Para compreender a profundidade de “A Terra e as Caraíbas”, é essencial revisitar brevemente a livro original de Bernardo Elis, publicado em 1942, que representa um marco da literatura goiana e do romance de 30 no Brasil. A obra mergulha na vida rude e nas paixões intensas dos sertanejos do interior de Goiás, retratando a luta pela terra, os conflitos familiares e a busca por justiça em um ambiente marcado pela violência e pela natureza imponente. A prosa de Bernardo Élis é carregada de lirismo e regionalismos, pintando um retrato vívido da alma goiana.

Nilson Jaime, com sua sensibilidade artística, não apenas adapta a narrativa, mas a reinventa em sete partes poéticas. O poema evoca a figura emblemática da caraíba – o majestoso Ipê amarelo, árvore símbolo do cerrado – e o chalé construído por Bernardo Élis e sua esposa, Maria Carmelita. No poema, o casal é metaforicamente representado como um par de furnarídeos, os conhecidos “joões-de-barro”, aves que constroem seus ninhos com esmero e dedicação, simbolizando a união e a ligação com a terra.

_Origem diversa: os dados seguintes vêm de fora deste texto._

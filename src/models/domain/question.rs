use serde::{Deserialize, Serialize};
use serde_json::Value;

pub const DEFAULT_POINTS: u32 = 1;

/// One multiple-choice question as stored by the backend.
///
/// `points` is kept as raw JSON because authoring screens have historically
/// stored it both as a number and as a numeric string.
#[derive(Clone, Debug, PartialEq, Deserialize, Serialize)]
pub struct Question {
    #[serde(rename = "question", default)]
    pub prompt: String,
    #[serde(default)]
    pub options: Vec<String>,
    #[serde(rename = "answer", default)]
    pub correct_option: String,
    #[serde(rename = "marks", default, skip_serializing_if = "Option::is_none")]
    pub points: Option<Value>,
    #[serde(default, skip_serializing_if = "Option::is_none")]
    pub number: Option<String>,
}

impl Question {
    pub fn new(prompt: &str, options: &[&str], correct_option: &str, points: u32) -> Self {
        Question {
            prompt: prompt.to_string(),
            options: options.iter().map(|o| o.to_string()).collect(),
            correct_option: correct_option.to_string(),
            points: Some(Value::from(points)),
            number: None,
        }
    }

    /// Point value used for scoring. Missing, non-numeric and non-positive
    /// values count as [`DEFAULT_POINTS`].
    pub fn points(&self) -> u32 {
        self.points
            .as_ref()
            .and_then(leading_integer)
            .filter(|p| *p > 0)
            .map(|p| u32::try_from(p).unwrap_or(u32::MAX))
            .unwrap_or(DEFAULT_POINTS)
    }

    pub fn is_correct(&self, selected: &str) -> bool {
        selected == self.correct_option
    }
}

/// Integer prefix of a JSON number or string: `"3 marks"` is 3, `2.9` is 2,
/// `"abc"` has none.
fn leading_integer(value: &Value) -> Option<i64> {
    match value {
        Value::Number(n) => n
            .as_i64()
            .or_else(|| n.as_f64().filter(|f| f.is_finite()).map(|f| f.trunc() as i64)),
        Value::String(s) => {
            let s = s.trim_start();
            let (negative, digits) = match s.as_bytes().first() {
                Some(b'-') => (true, &s[1..]),
                Some(b'+') => (false, &s[1..]),
                _ => (false, s),
            };
            let end = digits
                .find(|c: char| !c.is_ascii_digit())
                .unwrap_or(digits.len());
            if end == 0 {
                return None;
            }
            let magnitude = digits[..end].parse::<i64>().unwrap_or(i64::MAX);
            Some(if negative { -magnitude } else { magnitude })
        }
        _ => None,
    }
}

#[cfg(test)]
mod tests {
    use super::*;
    use serde_json::json;

    fn with_points(points: Option<Value>) -> Question {
        Question {
            points,
            ..Question::new("2+2?", &["3", "4", "5"], "4", 1)
        }
    }

    #[test]
    fn test_points_from_number_and_string() {
        assert_eq!(with_points(Some(json!(3))).points(), 3);
        assert_eq!(with_points(Some(json!("4"))).points(), 4);
        assert_eq!(with_points(Some(json!(" 5 marks"))).points(), 5);
        assert_eq!(with_points(Some(json!(2.9))).points(), 2);
    }

    #[test]
    fn test_points_default_to_one() {
        assert_eq!(with_points(None).points(), 1);
        assert_eq!(with_points(Some(json!("abc"))).points(), 1);
        assert_eq!(with_points(Some(json!(null))).points(), 1);
        assert_eq!(with_points(Some(json!(true))).points(), 1);
        assert_eq!(with_points(Some(json!(0))).points(), 1);
        assert_eq!(with_points(Some(json!("-2"))).points(), 1);
    }

    #[test]
    fn test_wire_field_names() {
        let question: Question = serde_json::from_str(
            r#"{"question":"Capital of France?","options":["Paris","Rome","Berlin"],"answer":"Paris","marks":"2","number":"Q2"}"#,
        )
        .unwrap();

        assert_eq!(question.prompt, "Capital of France?");
        assert_eq!(question.correct_option, "Paris");
        assert_eq!(question.points(), 2);
        assert_eq!(question.number.as_deref(), Some("Q2"));

        let json = serde_json::to_value(&question).unwrap();
        assert_eq!(json["answer"], "Paris");
        assert_eq!(json["marks"], "2");
    }

    #[test]
    fn test_is_correct_is_exact_match() {
        let question = Question::new("Capital of France?", &["Paris", "Rome", "Berlin"], "Paris", 1);

        assert!(question.is_correct("Paris"));
        assert!(!question.is_correct("paris"));
        assert!(!question.is_correct("Paris "));
    }
}
pub mod claims;
pub mod guard;
pub mod session;
pub mod token;

pub use claims::TokenClaims;
pub use guard::{Access, RoleRequirement, RouteGuard};
pub use session::{Session, SessionStore};
use std::sync::{Arc, Mutex, MutexGuard};

use chrono::Utc;
use secrecy::SecretString;

use crate::{
    auth::token,
    config::Config,
    errors::AppResult,
    models::domain::user::{AuthUser, Role},
    storage::{FileStorage, KeyValueStorage, MemoryStorage},
};

pub const TOKEN_KEY: &str = "token";
pub const ROLE_KEY: &str = "role";
pub const USER_ID_KEY: &str = "userId";
pub const DISPLAY_NAME_KEY: &str = "username";

const SESSION_KEYS: [&str; 4] = [TOKEN_KEY, ROLE_KEY, USER_ID_KEY, DISPLAY_NAME_KEY];

/// Snapshot of the signed-in user.
#[derive(Debug, Clone)]
pub struct Session {
    pub token: SecretString,
    pub role: Role,
    pub user_id: Option<String>,
    pub display_name: Option<String>,
}

/// The single session of this client.
///
/// Every public method takes `op_lock` for its whole read-modify-write, so
/// callers never observe a session that is half saved or half cleared.
pub struct SessionStore {
    storage: Arc<dyn KeyValueStorage>,
    op_lock: Mutex<()>,
}

impl SessionStore {
    pub fn new(storage: Arc<dyn KeyValueStorage>) -> Self {
        Self {
            storage,
            op_lock: Mutex::new(()),
        }
    }

    pub fn in_memory() -> Self {
        Self::new(Arc::new(MemoryStorage::new()))
    }

    /// File-backed when `session_file` is configured, in-memory otherwise.
    pub fn from_config(config: &Config) -> AppResult<Self> {
        match &config.session_file {
            Some(path) => Ok(Self::new(Arc::new(FileStorage::open(path)?))),
            None => Ok(Self::in_memory()),
        }
    }

    fn lock(&self) -> MutexGuard<'_, ()> {
        self.op_lock.lock().unwrap_or_else(|poisoned| poisoned.into_inner())
    }

    /// Replaces whatever session was stored with the one from a login
    /// response. The role comes from the user block, falling back to the
    /// token's own claim.
    pub fn save(&self, token: &str, user: &AuthUser) -> AppResult<()> {
        let _guard = self.lock();
        self.clear_locked();

        self.storage.set(TOKEN_KEY, token)?;

        let role = user
            .parsed_role()
            .or_else(|| token::decode(token).ok().and_then(|claims| claims.role));
        if let Some(role) = role {
            self.storage.set(ROLE_KEY, role.as_str())?;
        }
        if let Some(id) = &user.id {
            self.storage.set(USER_ID_KEY, id)?;
        }
        if let Some(name) = user.display_name() {
            self.storage.set(DISPLAY_NAME_KEY, &name)?;
        }

        log::info!("Session saved for user {:?} with role {:?}", user.id, role);
        Ok(())
    }

    pub fn current_role(&self) -> Option<Role> {
        self.current_session().map(|session| session.role)
    }

    /// Resolves the stored session, tearing it down if the token is
    /// missing, undecodable, expired or carries no recognized role.
    pub fn current_session(&self) -> Option<Session> {
        let _guard = self.lock();
        self.resolve_locked()
    }

    pub fn is_authenticated(&self) -> bool {
        self.current_session().is_some()
    }

    /// User id slot, falling back to the token's subject claim.
    pub fn user_id(&self) -> Option<String> {
        self.current_session().and_then(|session| session.user_id)
    }

    pub fn display_name(&self) -> Option<String> {
        self.current_session().and_then(|session| session.display_name)
    }

    /// Raw stored token with no expiry check; what goes on the wire.
    pub fn token(&self) -> Option<SecretString> {
        let _guard = self.lock();
        self.read(TOKEN_KEY).map(SecretString::from)
    }

    pub fn clear(&self) {
        let _guard = self.lock();
        self.clear_locked();
    }

    fn read(&self, key: &str) -> Option<String> {
        match self.storage.get(key) {
            Ok(value) => value,
            Err(e) => {
                log::warn!("Failed to read session slot '{}': {}", key, e);
                None
            }
        }
    }

    fn resolve_locked(&self) -> Option<Session> {
        let Some(raw_token) = self.read(TOKEN_KEY) else {
            self.clear_locked();
            return None;
        };

        let claims = match token::decode_unexpired(&raw_token, Utc::now()) {
            Ok(claims) => claims,
            Err(e) => {
                log::info!("Discarding stored session: {}", e);
                self.clear_locked();
                return None;
            }
        };

        let cached_role = self.read(ROLE_KEY).and_then(|r| r.parse::<Role>().ok());
        let Some(role) = cached_role.or(claims.role) else {
            log::warn!("Stored token carries no recognized role; clearing session");
            self.clear_locked();
            return None;
        };
        if cached_role.is_none() {
            if let Err(e) = self.storage.set(ROLE_KEY, role.as_str()) {
                log::warn!("Failed to cache role: {}", e);
            }
        }

        Some(Session {
            token: SecretString::from(raw_token),
            role,
            user_id: self.read(USER_ID_KEY).or(claims.subject_id),
            display_name: self.read(DISPLAY_NAME_KEY),
        })
    }

    fn clear_locked(&self) {
        for key in SESSION_KEYS {
            if let Err(e) = self.storage.remove(key) {
                log::warn!("Failed to remove session slot '{}': {}", key, e);
            }
        }
    }
}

A leitura emocionada de “A Terra e as Caraíbas” por Nilson nas duas ocasiões resgatou a memória afetiva da obra de Bernardo Élis, conectando as novas gerações com a riqueza da nossa literatura regional. A escolha do poema para marcar momentos importantes como a fundação do ICEBE e uma palestra na Academia Goiana de Letras sublinha a importância da obra de Élis e a relevância de sua preservação e divulgação.

A Terra e as Caraíbas,

Poema em Prosa composto em sete partes, por Nilson Jaime, remonta à icônica caraíba (Ipê amarelo) e ao chalé construído por Bernardo Élis e sua esposa Maria Carmelita (um casal de furnarídeos, no poema) completo a seguir:

A Terra e as Caraíbas – Parte 1 (“Rosa”)

Nilson Jaime

“Ah, se essa caraíba falasse!”
Diria Rosa
fosse viva
sabedoria sabida
e matuta
indesde que
mocinha em flor
saíra da roça
feita serviçal
no lar do menino Bernardo
e seus pais
– Erico e Marieta –
margem direita
do serpenteante Corumbá
ziguezagueando pecados
Pireneus
ao Paranaíba
ao Paraná
ao Prata
ao Atlântico
e ao mundo…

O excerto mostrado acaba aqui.